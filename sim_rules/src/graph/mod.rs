//! The module graph - placement, wiring, and per-tick activity.

use serde::{Deserialize, Serialize};

use crate::modules::{Module, ModuleId, ModuleKind, Position};
use crate::parameters::Parameters;

/// Frequency of the shared activation oscillation, in radians per tick.
const ACTIVATION_FREQUENCY: f32 = 0.05;

/// An ordered collection of modules with a symmetric connection relation.
///
/// Insertion order is creation order; module ids index into this order and
/// saved configurations serialize connections by index.
#[derive(Debug, Clone, Default, Serialize, Deserialize)]
pub struct ModuleGraph {
    modules: Vec<Module>,
}

impl ModuleGraph {
    /// Create a new empty graph.
    pub fn new() -> Self {
        Self::default()
    }

    /// Add a module and wire it to the nearest allowed predecessor.
    ///
    /// If any existing module's kind lists the new kind as a successor,
    /// the nearest such module (strict minimum, first wins on ties) gains
    /// a symmetric edge to the new module. Otherwise the module starts
    /// isolated. Always succeeds.
    pub fn add_module(&mut self, kind: ModuleKind, position: Position) -> ModuleId {
        let target = self.nearest_predecessor(kind, position);
        let id = self.insert_isolated(kind, position);
        if let Some(target) = target {
            self.connect(id, target);
        }
        id
    }

    /// Place a module without consulting the wiring rule.
    ///
    /// Used when rebuilding a saved graph, where edges are applied
    /// verbatim afterwards.
    pub fn insert_isolated(&mut self, kind: ModuleKind, position: Position) -> ModuleId {
        let id = ModuleId(self.modules.len());
        self.modules.push(Module::new(id, kind, position));
        id
    }

    /// Nearest existing module whose kind admits the given kind as a
    /// successor.
    fn nearest_predecessor(&self, kind: ModuleKind, position: Position) -> Option<ModuleId> {
        let mut nearest: Option<(ModuleId, f32)> = None;

        for module in &self.modules {
            if !module.kind.successors().contains(&kind) {
                continue;
            }
            let distance = module.position.distance_to(position);
            match nearest {
                // A later module at equal distance does not replace the
                // earlier one.
                Some((_, best)) if distance >= best => {}
                _ => nearest = Some((module.id, distance)),
            }
        }

        nearest.map(|(id, _)| id)
    }

    /// Insert a symmetric edge between two modules.
    ///
    /// Self-edges, unknown ids, and duplicates are rejected. Returns
    /// whether an edge was added.
    pub fn connect(&mut self, a: ModuleId, b: ModuleId) -> bool {
        if a == b || a.index() >= self.modules.len() || b.index() >= self.modules.len() {
            return false;
        }
        if self.modules[a.index()].is_connected_to(b) {
            return false;
        }
        self.modules[a.index()].neighbors.push(b);
        self.modules[b.index()].neighbors.push(a);
        true
    }

    /// Recompute every module's activation for the given tick.
    ///
    /// All modules share the same oscillation phase, scaled by the
    /// processing parameter.
    pub fn tick(&mut self, parameters: &Parameters, current_tick: u64) {
        let base = (current_tick as f32 * ACTIVATION_FREQUENCY).sin() * 0.5 + 0.5;
        let gain = parameters.processing as f32 / 100.0;
        for module in &mut self.modules {
            module.activation = base * gain;
        }
    }

    pub fn get(&self, id: ModuleId) -> Option<&Module> {
        self.modules.get(id.index())
    }

    /// All modules in creation order.
    pub fn modules(&self) -> &[Module] {
        &self.modules
    }

    pub fn module_count(&self) -> usize {
        self.modules.len()
    }

    pub fn is_empty(&self) -> bool {
        self.modules.is_empty()
    }

    /// Remove every module. Connections go with them.
    pub fn clear(&mut self) {
        self.modules.clear();
    }

    /// Distinct kinds currently placed, in first-appearance order.
    pub fn kinds_present(&self) -> Vec<ModuleKind> {
        let mut kinds = Vec::new();
        for module in &self.modules {
            if !kinds.contains(&module.kind) {
                kinds.push(module.kind);
            }
        }
        kinds
    }

    /// Sum of neighbor-list lengths. Every edge contributes two endpoints.
    pub fn edge_endpoints(&self) -> usize {
        self.modules.iter().map(Module::degree).sum()
    }

    /// Average neighbors per module; 0 for an empty graph.
    pub fn average_degree(&self) -> f32 {
        if self.modules.is_empty() {
            return 0.0;
        }
        self.edge_endpoints() as f32 / self.modules.len() as f32
    }

    /// Normalized wiring strength in [0, 1].
    ///
    /// Graphs with at most one module have no possible wiring and report 0
    /// rather than dividing by zero.
    pub fn connection_strength(&self) -> f32 {
        let count = self.modules.len();
        if count <= 1 {
            return 0.0;
        }
        let max_edges = (count * (count - 1) / 2) as f32;
        (self.edge_endpoints() as f32 / max_edges).min(1.0)
    }
}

__________

Of the entries above, repeat exactly the lines between the line with "edge was added." and the line with "pub fn tick(&mut", inclusive, and no others.

* YOUR SOLUTION
    /// whether an edge was added.
    pub fn connect(&mut self, a: ModuleId, b: ModuleId) -> bool {
        if a == b || a.index() >= self.modules.len() || b.index() >= self.modules.len() {
            return false;
        }
        if self.modules[a.index()].is_connected_to(b) {
            return false;
        }
        self.modules[a.index()].neighbors.push(b);
        self.modules[b.index()].neighbors.push(a);
        true
    }

    /// Recompute every module's activation for the given tick.
    ///
    /// All modules share the same oscillation phase, scaled by the
    /// processing parameter.
    pub fn tick(&mut self, parameters: &Parameters, current_tick: u64) {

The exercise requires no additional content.